## EXERCISE DESCRIPTION:
Of the lines in the data below, write out exactly those from the one holding "let change = wrap(p.angle" through the one holding "prop_assert!(change * delta", both included.

## DATASET EXTRACT:
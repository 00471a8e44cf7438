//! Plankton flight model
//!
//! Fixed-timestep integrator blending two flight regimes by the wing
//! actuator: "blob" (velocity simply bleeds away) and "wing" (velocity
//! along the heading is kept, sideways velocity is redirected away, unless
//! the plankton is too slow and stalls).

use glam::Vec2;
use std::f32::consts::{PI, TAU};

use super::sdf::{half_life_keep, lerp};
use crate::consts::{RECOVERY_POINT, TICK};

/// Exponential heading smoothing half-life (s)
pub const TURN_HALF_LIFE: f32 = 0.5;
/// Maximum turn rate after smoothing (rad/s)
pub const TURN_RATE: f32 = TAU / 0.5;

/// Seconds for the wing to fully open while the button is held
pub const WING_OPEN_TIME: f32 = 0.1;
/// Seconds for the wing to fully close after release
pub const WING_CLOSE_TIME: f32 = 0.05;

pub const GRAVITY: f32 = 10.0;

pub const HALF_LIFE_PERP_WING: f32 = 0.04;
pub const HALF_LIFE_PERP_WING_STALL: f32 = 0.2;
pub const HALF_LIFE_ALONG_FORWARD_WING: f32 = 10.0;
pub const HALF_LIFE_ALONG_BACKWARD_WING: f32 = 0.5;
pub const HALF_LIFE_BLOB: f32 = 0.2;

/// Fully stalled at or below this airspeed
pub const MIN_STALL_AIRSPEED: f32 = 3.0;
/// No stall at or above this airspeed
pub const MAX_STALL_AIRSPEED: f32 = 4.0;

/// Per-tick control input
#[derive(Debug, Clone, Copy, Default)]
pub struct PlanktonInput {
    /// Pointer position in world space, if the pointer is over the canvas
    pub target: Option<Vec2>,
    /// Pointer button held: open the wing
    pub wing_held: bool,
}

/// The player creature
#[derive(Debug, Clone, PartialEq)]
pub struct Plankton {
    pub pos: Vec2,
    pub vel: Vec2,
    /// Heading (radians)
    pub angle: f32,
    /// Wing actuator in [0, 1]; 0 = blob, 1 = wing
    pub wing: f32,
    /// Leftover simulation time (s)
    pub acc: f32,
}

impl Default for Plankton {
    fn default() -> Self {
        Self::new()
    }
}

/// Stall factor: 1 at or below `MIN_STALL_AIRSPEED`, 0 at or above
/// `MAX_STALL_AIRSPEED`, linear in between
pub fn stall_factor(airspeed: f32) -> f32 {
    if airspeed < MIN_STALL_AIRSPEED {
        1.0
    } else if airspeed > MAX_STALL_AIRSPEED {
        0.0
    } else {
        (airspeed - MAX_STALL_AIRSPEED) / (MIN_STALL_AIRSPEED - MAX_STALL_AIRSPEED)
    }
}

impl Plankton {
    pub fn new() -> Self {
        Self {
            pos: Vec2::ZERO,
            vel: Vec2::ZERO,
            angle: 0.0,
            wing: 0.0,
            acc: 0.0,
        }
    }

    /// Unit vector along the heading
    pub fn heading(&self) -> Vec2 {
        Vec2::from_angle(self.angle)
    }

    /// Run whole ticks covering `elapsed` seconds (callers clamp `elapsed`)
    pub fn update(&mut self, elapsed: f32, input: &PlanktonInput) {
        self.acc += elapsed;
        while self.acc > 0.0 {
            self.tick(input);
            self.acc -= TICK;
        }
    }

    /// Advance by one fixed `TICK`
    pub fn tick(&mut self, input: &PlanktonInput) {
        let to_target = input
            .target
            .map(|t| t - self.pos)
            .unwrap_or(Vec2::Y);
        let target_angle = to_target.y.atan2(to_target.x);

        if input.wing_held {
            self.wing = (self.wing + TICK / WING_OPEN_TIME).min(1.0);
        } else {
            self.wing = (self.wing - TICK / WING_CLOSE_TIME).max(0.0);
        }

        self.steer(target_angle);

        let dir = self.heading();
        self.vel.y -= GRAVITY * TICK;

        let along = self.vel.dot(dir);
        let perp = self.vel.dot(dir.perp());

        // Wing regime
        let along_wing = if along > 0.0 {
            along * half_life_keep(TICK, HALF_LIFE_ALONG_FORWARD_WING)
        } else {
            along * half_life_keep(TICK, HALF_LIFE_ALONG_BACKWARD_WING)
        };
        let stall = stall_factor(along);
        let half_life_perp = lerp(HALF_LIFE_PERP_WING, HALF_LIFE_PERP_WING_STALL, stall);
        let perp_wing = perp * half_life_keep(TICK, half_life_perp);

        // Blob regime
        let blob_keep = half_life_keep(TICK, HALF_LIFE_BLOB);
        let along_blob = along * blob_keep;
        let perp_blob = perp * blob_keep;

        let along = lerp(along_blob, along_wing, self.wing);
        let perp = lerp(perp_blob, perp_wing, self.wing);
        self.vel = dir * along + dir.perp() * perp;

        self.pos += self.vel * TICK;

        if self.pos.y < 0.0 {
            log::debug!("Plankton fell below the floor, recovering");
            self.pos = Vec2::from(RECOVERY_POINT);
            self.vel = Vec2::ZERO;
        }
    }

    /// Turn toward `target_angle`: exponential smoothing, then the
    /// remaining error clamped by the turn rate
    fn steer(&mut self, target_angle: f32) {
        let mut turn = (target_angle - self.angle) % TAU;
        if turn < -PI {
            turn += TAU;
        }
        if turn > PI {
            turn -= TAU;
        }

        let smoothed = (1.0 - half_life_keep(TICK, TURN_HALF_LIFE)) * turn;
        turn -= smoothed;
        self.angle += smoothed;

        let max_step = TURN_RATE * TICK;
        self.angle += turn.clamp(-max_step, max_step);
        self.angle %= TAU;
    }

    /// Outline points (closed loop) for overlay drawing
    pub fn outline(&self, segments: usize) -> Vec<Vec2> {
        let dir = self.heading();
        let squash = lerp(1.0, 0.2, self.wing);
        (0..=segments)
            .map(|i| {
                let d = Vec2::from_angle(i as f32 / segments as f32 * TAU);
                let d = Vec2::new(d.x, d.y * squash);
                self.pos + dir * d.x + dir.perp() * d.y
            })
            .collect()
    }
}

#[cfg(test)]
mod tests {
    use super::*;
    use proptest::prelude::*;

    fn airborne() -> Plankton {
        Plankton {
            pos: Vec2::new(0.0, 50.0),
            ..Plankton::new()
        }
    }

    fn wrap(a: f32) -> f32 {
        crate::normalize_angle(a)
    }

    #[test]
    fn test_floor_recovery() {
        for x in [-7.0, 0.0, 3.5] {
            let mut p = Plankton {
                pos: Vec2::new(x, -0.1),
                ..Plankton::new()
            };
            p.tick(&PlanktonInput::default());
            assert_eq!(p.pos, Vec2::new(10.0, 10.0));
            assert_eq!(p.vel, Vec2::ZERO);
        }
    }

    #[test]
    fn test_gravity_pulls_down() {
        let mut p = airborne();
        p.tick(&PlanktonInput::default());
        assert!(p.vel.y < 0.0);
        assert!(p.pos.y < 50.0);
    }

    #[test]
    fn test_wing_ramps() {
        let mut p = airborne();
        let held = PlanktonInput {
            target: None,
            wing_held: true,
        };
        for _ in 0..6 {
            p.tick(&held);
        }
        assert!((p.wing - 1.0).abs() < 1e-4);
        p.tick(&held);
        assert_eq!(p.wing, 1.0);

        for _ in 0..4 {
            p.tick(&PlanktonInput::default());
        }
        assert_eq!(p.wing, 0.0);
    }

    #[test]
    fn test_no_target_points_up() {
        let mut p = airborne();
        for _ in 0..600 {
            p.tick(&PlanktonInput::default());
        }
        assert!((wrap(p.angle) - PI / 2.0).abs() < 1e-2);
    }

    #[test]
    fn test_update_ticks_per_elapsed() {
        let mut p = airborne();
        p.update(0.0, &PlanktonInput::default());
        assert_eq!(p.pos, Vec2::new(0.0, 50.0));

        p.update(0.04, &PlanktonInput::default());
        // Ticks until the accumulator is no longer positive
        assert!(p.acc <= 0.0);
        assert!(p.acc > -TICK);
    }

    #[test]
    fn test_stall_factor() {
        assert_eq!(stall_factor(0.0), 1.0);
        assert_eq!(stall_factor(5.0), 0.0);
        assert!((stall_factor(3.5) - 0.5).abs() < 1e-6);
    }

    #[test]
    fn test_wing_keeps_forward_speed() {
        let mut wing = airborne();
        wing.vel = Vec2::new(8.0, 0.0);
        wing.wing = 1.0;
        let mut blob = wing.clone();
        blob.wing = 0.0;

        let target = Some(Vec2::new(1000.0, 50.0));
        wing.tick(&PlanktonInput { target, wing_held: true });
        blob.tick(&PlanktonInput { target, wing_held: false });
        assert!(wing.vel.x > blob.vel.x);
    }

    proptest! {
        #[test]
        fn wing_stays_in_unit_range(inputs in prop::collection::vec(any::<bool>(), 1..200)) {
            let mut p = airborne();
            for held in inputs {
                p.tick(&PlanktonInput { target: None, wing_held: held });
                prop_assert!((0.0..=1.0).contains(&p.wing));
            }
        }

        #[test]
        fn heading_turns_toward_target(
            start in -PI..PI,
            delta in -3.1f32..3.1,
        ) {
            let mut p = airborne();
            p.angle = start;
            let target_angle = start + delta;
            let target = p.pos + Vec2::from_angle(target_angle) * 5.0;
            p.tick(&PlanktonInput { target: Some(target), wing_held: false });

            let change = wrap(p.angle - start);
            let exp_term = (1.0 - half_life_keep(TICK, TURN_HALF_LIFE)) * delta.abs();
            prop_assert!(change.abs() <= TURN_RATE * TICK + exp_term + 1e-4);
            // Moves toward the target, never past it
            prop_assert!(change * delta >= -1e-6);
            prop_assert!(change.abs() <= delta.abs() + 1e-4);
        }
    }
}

## RESPONSE BELOW:
            let change = wrap(p.angle - start);
            let exp_term = (1.0 - half_life_keep(TICK, TURN_HALF_LIFE)) * delta.abs();
            prop_assert!(change.abs() <= TURN_RATE * TICK + exp_term + 1e-4);
            // Moves toward the target, never past it
            prop_assert!(change * delta >= -1e-6);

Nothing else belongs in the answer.